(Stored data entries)
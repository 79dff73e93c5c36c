use std::sync::Arc;

use poem_openapi::{OpenApi, param::Path, payload::Json};

use business::domain::catalog::use_cases::get_storefront_product::{
    GetStorefrontProductParams, GetStorefrontProductUseCase,
};
use business::domain::catalog::use_cases::list_storefront_products::ListStorefrontProductsUseCase;

use crate::api::error::{ErrorResponse, IntoErrorResponse};
use crate::api::storefront::dto::StorefrontProductResponse;
use crate::api::tags::ApiTags;

pub struct StorefrontApi {
    get_product_use_case: Arc<dyn GetStorefrontProductUseCase>,
    list_products_use_case: Arc<dyn ListStorefrontProductsUseCase>,
}

impl StorefrontApi {
    pub fn new(
        get_product_use_case: Arc<dyn GetStorefrontProductUseCase>,
        list_products_use_case: Arc<dyn ListStorefrontProductsUseCase>,
    ) -> Self {
        Self {
            get_product_use_case,
            list_products_use_case,
        }
    }
}

/// Products as published on the commerce platform
#[OpenApi]
impl StorefrontApi {
    /// List published products
    ///
    /// Up to 250 products with their handles and variant ids, used to map
    /// catalog entries onto the platform.
    #[oai(path = "/storefront/products", method = "get", tag = "ApiTags::Storefront")]
    async fn list(&self) -> StorefrontListResponse {
        match self.list_products_use_case.execute().await {
            Ok(products) => StorefrontListResponse::Ok(Json(
                products.into_iter().map(Into::into).collect(),
            )),
            Err(err) => {
                let (status, json) = err.into_error_response();
                match status.as_u16() {
                    502 => StorefrontListResponse::BadGateway(json),
                    _ => StorefrontListResponse::InternalError(json),
                }
            }
        }
    }

    /// Get a published product by handle
    #[oai(
        path = "/storefront/products/:handle",
        method = "get",
        tag = "ApiTags::Storefront"
    )]
    async fn get(&self, handle: Path<String>) -> StorefrontProductResult {
        let params = GetStorefrontProductParams { handle: handle.0 };

        match self.get_product_use_case.execute(params).await {
            Ok(product) => StorefrontProductResult::Ok(Json(product.into())),
            Err(err) => {
                let (status, json) = err.into_error_response();
                match status.as_u16() {
                    404 => StorefrontProductResult::NotFound(json),
                    502 => StorefrontProductResult::BadGateway(json),
                    _ => StorefrontProductResult::InternalError(json),
                }
            }
        }
    }
}

#[derive(poem_openapi::ApiResponse)]
pub enum StorefrontListResponse {
    #[oai(status = 200)]
    Ok(Json<Vec<StorefrontProductResponse>>),
    #[oai(status = 502)]
    BadGateway(Json<ErrorResponse>),
    #[oai(status = 500)]
    InternalError(Json<ErrorResponse>),
}

#[derive(poem_openapi::ApiResponse)]
pub enum StorefrontProductResult {
    #[oai(status = 200)]
    Ok(Json<StorefrontProductResponse>),
    #[oai(status = 404)]
    NotFound(Json<ErrorResponse>),
    #[oai(status = 502)]
    BadGateway(Json<ErrorResponse>),
    #[oai(status = 500)]
    InternalError(Json<ErrorResponse>),
}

Activity: Give back the data above exactly, so that every line matches.

Solved exercise:
repository 79dff73e93c5c36c
use std::sync::Arc;

use poem_openapi::{OpenApi, param::Path, payload::Json};

use business::domain::catalog::use_cases::get_storefront_product::{
    GetStorefrontProductParams, GetStorefrontProductUseCase,
};
use business::domain::catalog::use_cases::list_storefront_products::ListStorefrontProductsUseCase;

use crate::api::error::{ErrorResponse, IntoErrorResponse};
use crate::api::storefront::dto::StorefrontProductResponse;
use crate::api::tags::ApiTags;

pub struct StorefrontApi {
    get_product_use_case: Arc<dyn GetStorefrontProductUseCase>,
    list_products_use_case: Arc<dyn ListStorefrontProductsUseCase>,
}

impl StorefrontApi {
    pub fn new(
        get_product_use_case: Arc<dyn GetStorefrontProductUseCase>,
        list_products_use_case: Arc<dyn ListStorefrontProductsUseCase>,
    ) -> Self {
        Self {
            get_product_use_case,
            list_products_use_case,
        }
    }
}

/// Products as published on the commerce platform
#[OpenApi]
impl StorefrontApi {
    /// List published products
    ///
    /// Up to 250 products with their handles and variant ids, used to map
    /// catalog entries onto the platform.
    #[oai(path = "/storefront/products", method = "get", tag = "ApiTags::Storefront")]
    async fn list(&self) -> StorefrontListResponse {
        match self.list_products_use_case.execute().await {
            Ok(products) => StorefrontListResponse::Ok(Json(
                products.into_iter().map(Into::into).collect(),
            )),
            Err(err) => {
                let (status, json) = err.into_error_response();
                match status.as_u16() {
                    502 => StorefrontListResponse::BadGateway(json),
                    _ => StorefrontListResponse::InternalError(json),
                }
            }
        }
    }

    /// Get a published product by handle
    #[oai(
        path = "/storefront/products/:handle",
        method = "get",
        tag = "ApiTags::Storefront"
    )]
    async fn get(&self, handle: Path<String>) -> StorefrontProductResult {
        let params = GetStorefrontProductParams { handle: handle.0 };

        match self.get_product_use_case.execute(params).await {
            Ok(product) => StorefrontProductResult::Ok(Json(product.into())),
            Err(err) => {
                let (status, json) = err.into_error_response();
                match status.as_u16() {
                    404 => StorefrontProductResult::NotFound(json),
                    502 => StorefrontProductResult::BadGateway(json),
                    _ => StorefrontProductResult::InternalError(json),
                }
            }
        }
    }
}

#[derive(poem_openapi::ApiResponse)]
pub enum StorefrontListResponse {
    #[oai(status = 200)]
    Ok(Json<Vec<StorefrontProductResponse>>),
    #[oai(status = 502)]
    BadGateway(Json<ErrorResponse>),
    #[oai(status = 500)]
    InternalError(Json<ErrorResponse>),
}

#[derive(poem_openapi::ApiResponse)]
pub enum StorefrontProductResult {
    #[oai(status = 200)]
    Ok(Json<StorefrontProductResponse>),
    #[oai(status = 404)]
    NotFound(Json<ErrorResponse>),
    #[oai(status = 502)]
    BadGateway(Json<ErrorResponse>),
    #[oai(status = 500)]
    InternalError(Json<ErrorResponse>),
}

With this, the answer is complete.